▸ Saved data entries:
[Start of section]

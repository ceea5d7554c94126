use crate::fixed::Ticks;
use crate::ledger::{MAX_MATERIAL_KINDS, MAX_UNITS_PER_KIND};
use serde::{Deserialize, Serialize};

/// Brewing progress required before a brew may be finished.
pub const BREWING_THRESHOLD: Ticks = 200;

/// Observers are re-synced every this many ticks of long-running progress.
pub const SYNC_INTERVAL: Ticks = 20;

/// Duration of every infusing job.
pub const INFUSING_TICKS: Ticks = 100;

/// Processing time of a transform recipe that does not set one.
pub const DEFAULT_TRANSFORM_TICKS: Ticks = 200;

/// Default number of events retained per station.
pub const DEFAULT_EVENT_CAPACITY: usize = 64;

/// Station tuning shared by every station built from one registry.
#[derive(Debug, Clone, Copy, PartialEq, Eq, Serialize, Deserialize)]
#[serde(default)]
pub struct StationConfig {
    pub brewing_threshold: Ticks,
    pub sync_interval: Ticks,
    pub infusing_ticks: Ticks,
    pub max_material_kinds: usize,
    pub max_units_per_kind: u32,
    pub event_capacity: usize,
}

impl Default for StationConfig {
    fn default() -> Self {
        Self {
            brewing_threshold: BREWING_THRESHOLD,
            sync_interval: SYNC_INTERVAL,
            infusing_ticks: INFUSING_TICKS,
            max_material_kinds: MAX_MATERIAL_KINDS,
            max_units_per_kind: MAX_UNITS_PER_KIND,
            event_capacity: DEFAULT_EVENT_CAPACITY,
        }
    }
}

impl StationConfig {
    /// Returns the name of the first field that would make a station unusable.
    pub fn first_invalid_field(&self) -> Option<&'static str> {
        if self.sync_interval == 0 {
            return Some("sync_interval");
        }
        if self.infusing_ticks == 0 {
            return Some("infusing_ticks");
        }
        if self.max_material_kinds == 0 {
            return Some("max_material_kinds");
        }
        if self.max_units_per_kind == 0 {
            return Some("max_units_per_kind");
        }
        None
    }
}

[End of section]

▸ Requirement: Reproduce each entry above without a single difference.

▸ Response to the task:
repository ceea5d7554c94126
use crate::fixed::Ticks;
use crate::ledger::{MAX_MATERIAL_KINDS, MAX_UNITS_PER_KIND};
use serde::{Deserialize, Serialize};

/// Brewing progress required before a brew may be finished.
pub const BREWING_THRESHOLD: Ticks = 200;

/// Observers are re-synced every this many ticks of long-running progress.
pub const SYNC_INTERVAL: Ticks = 20;

/// Duration of every infusing job.
pub const INFUSING_TICKS: Ticks = 100;

/// Processing time of a transform recipe that does not set one.
pub const DEFAULT_TRANSFORM_TICKS: Ticks = 200;

/// Default number of events retained per station.
pub const DEFAULT_EVENT_CAPACITY: usize = 64;

/// Station tuning shared by every station built from one registry.
#[derive(Debug, Clone, Copy, PartialEq, Eq, Serialize, Deserialize)]
#[serde(default)]
pub struct StationConfig {
    pub brewing_threshold: Ticks,
    pub sync_interval: Ticks,
    pub infusing_ticks: Ticks,
    pub max_material_kinds: usize,
    pub max_units_per_kind: u32,
    pub event_capacity: usize,
}

impl Default for StationConfig {
    fn default() -> Self {
        Self {
            brewing_threshold: BREWING_THRESHOLD,
            sync_interval: SYNC_INTERVAL,
            infusing_ticks: INFUSING_TICKS,
            max_material_kinds: MAX_MATERIAL_KINDS,
            max_units_per_kind: MAX_UNITS_PER_KIND,
            event_capacity: DEFAULT_EVENT_CAPACITY,
        }
    }
}

impl StationConfig {
    /// Returns the name of the first field that would make a station unusable.
    pub fn first_invalid_field(&self) -> Option<&'static str> {
        if self.sync_interval == 0 {
            return Some("sync_interval");
        }
        if self.infusing_ticks == 0 {
            return Some("infusing_ticks");
        }
        if self.max_material_kinds == 0 {
            return Some("max_material_kinds");
        }
        if self.max_units_per_kind == 0 {
            return Some("max_units_per_kind");
        }
        None
    }
}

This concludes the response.